– Все нормально.
Инга с сомнением покачала головой. Был у нее редчайший дар – понимать, когда Гринчук говорит правду, а когда, вот как сейчас, врет самым бессовестным образом. И Гринчук врал ей, скорее, по привычке.
– В тебя стреляли? – спросила Инга.
– Хуже, – ответил Гринчук и осторожно дотронулся рукой до щеки Инги. – Я стрелял.
Инга потерлась щекой о его руку.
– И убил, – добавил Гринчук.
– Но ты же…
– Да, – кивнул Гринчук. – Я защищался.
– Хочешь, я вечером к тебе приду? – спросила Инга.
– Ага, – мягко высвобождая руку, сказал Гринчук. – Грязное белье у меня на полке в ванной, грязная посуда – в мойке. А в холодильнике…
– Как всегда пусто, – сказала Инга. – Я буду часам к девяти.
– Инга… – Гринчук присел на корточки возле ее кресла. – Зачем тебе это? Ничего хорошего у нас с тобой не получается. Ты сегодня придешь меня жалеть, а завтра утром мы снова погрыземся и неделю будем говорить друг другу гадости.
– Я? Тебя? Жалеть? – сделала удивленные глаза Инга. – Гринчук, ты давно уже должен был понять, что я тебя элементарно использую. Ты, когда расстроенный, так замечательно трахаешься…
– Мерси за комплиман, – сказал Гринчук, выпрямляясь.
– Так, значит, я буду в девять, – напомнила Инга.

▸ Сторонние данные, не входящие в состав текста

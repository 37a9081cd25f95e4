//! A recruiting assistant that answers questions with the help of the
//! Traffit recruiting API and files kept in UiPath storage buckets.
//!
//! The crate includes a CLI tool for using in the terminal. And you can also
//! use it as a library, see [`SessionBuilder`].

#![deny(missing_docs)]

#[macro_use]
extern crate tracing;

pub mod config;
mod http;
mod session;
pub mod storage;
#[cfg(test)]
mod testing;
pub mod tools;
pub mod traffit;

pub use config::{Config, ConfigError};
pub use session::{Session, SessionBuilder};

/// Re-exports of [`recruit_agent_core`] crate.
pub mod core {
    pub use recruit_agent_core::*;
}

Из кабинета Владимира Родионыча вышел Полковник и осторожно прикрыл дверь. Даже несколько демонстративно.
– Я не помешал? – спросил Полковник.
– Ни в одном глазу, – сказал Гринчук. – Нам с Ингой помешать невозможно.
– Тогда я приглашаю вас, Юрий Иванович, отобедать со мной в «Клубе» у Графа. Сегодня он обещал нечто особенное.

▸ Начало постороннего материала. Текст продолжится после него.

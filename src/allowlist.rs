//! Source address allow-listing for inbound webhooks.

use std::net::IpAddr;
use std::str::FromStr;

/// Address ranges YooKassa publishes for outgoing notifications.
pub const YOOKASSA_RANGES: &[&str] = &[
    "185.71.76.0/27",
    "185.71.77.0/27",
    "77.75.153.0/25",
    "77.75.156.11",
    "77.75.156.35",
    "77.75.154.128/25",
    "2a02:5180::/32",
];

#[derive(Debug, thiserror::Error, PartialEq, Eq)]
#[error("invalid address range `{0}`")]
pub struct InvalidRange(pub String);

#[derive(Debug, Clone, Copy, PartialEq, Eq)]
pub struct IpRange {
    network: IpAddr,
    prefix: u8,
}

impl IpRange {
    pub fn contains(&self, addr: IpAddr) -> bool {
        match (self.network, addr.to_canonical()) {
            (IpAddr::V4(net), IpAddr::V4(ip)) => {
                let mask = mask_u32(self.prefix);
                u32::from(net) & mask == u32::from(ip) & mask
            }
            (IpAddr::V6(net), IpAddr::V6(ip)) => {
                let mask = mask_u128(self.prefix);
                u128::from(net) & mask == u128::from(ip) & mask
            }
            _ => false,
        }
    }
}

fn mask_u32(prefix: u8) -> u32 {
    if prefix == 0 {
        0
    } else {
        u32::MAX << (32 - u32::from(prefix))
    }
}

fn mask_u128(prefix: u8) -> u128 {
    if prefix == 0 {
        0
    } else {
        u128::MAX << (128 - u32::from(prefix))
    }
}

impl FromStr for IpRange {
    type Err = InvalidRange;

    fn from_str(s: &str) -> Result<Self, Self::Err> {
        let s = s.trim();
        let invalid = || InvalidRange(s.to_string());
        let (addr, prefix) = match s.split_once('/') {
            Some((addr, prefix)) => (addr, Some(prefix)),
            None => (s, None),
        };
        let network: IpAddr = addr.parse().map_err(|_| invalid())?;
        let max = if network.is_ipv4() { 32 } else { 128 };
        let prefix = match prefix {
            Some(p) => p.parse::<u8>().map_err(|_| invalid())?,
            None => max,
        };
        if prefix > max {
            return Err(invalid());
        }
        Ok(IpRange { network, prefix })
    }
}

#[derive(Debug, Clone, Default)]
pub struct IpAllowList {
    ranges: Vec<IpRange>,
}

impl IpAllowList {
    pub fn parse<'a, I>(entries: I) -> Result<Self, InvalidRange>
    where
        I: IntoIterator<Item = &'a str>,
    {
        let ranges = entries
            .into_iter()
            .filter(|e| !e.trim().is_empty())
            .map(str::parse::<IpRange>)
            .collect::<Result<Vec<_>, _>>()?;
        Ok(Self { ranges })
    }

    pub fn yookassa() -> Self {
        // The built-in list is static and always parses.
        Self::parse(YOOKASSA_RANGES.iter().copied()).unwrap_or_default()
    }

    pub fn allows(&self, addr: IpAddr) -> bool {
        self.ranges.iter().any(|r| r.contains(addr))
    }
}
use std::net::SocketAddr;
use std::sync::Arc;

use anyhow::Context;
use dotenvy::dotenv;
use tracing_subscriber::{layer::SubscriberExt, util::SubscriberInitExt};

use mat_focus_payments::{
    app, config::Config, gateway::YooKassaGateway, store::Store, AppState,
};

#[tokio::main]
async fn main() -> anyhow::Result<()> {
    dotenv().ok();

    tracing_subscriber::registry()
        .with(
            tracing_subscriber::EnvFilter::try_from_default_env()
                .unwrap_or_else(|_| "mat_focus_payments=debug".into()),
        )
        .with(tracing_subscriber::fmt::layer())
        .init();

    let config = Config::from_env().context("loading configuration")?;
    if !config.is_production() {
        tracing::warn!("webhook source allow-list is bypassed outside production");
    }

    let store = Store::connect(&config.database_url)
        .await
        .context("opening database")?
        .with_claim_ttl(config.idempotency_claim_ttl);
    let gateway = YooKassaGateway::new(config.yookassa.clone()).context("building gateway client")?;

    let addr = config.listen_addr;
    let state = AppState {
        store,
        gateway: Arc::new(gateway),
        config: Arc::new(config),
    };

    tracing::debug!("listening on {addr}");
    let listener = tokio::net::TcpListener::bind(addr).await?;
    axum::serve(
        listener,
        app(state).into_make_service_with_connect_info::<SocketAddr>(),
    )
    .await?;
    Ok(())
}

– Тогда ужин можешь не готовить, – сказал Гринчук Инге. – Простирнешь, помоешь посуду и будешь меня ждать. Не забудь перебрать фасоль, посадить кусты роз и познать самое себя.
– Непременно, – язвительно улыбнулась Инга. – Особенно – самое себя. В этом случае вы рискуете опоздать к празднику.
Прикрыв дверь приемной, Полковник посмотрел в глаза Гринчуку и постучал себя пальцами по лбу.
Гринчук молча кивнул и развел руками.
– Теперь, когда мы преодолели эмоциональную часть нашего разговора, – в лифте сказал Полковник, – перейдем к прозе жизни. Как там Михаил?
– Михаил? – переспросил Гринчук.
– Именно. И не нужно мне сейчас устраивать театр одного актера.
– Не имел ни малейшего…
– Вот именно это вас и выдает, – сказал Полковник. – Вы сегодня, как актер, явно не в ударе.
– Не мой сегодня день, – кивнул Гринчук. – То есть – абсолютно. Все меня видят насквозь, и каждый при этом норовит уколоть побольнее. Опера каждый обидеть может. А понять его…
– Оценить по достоинству, – подхватил Полковник. – Что там с Михаилом. Он, как я понял, сегодня убил двоих.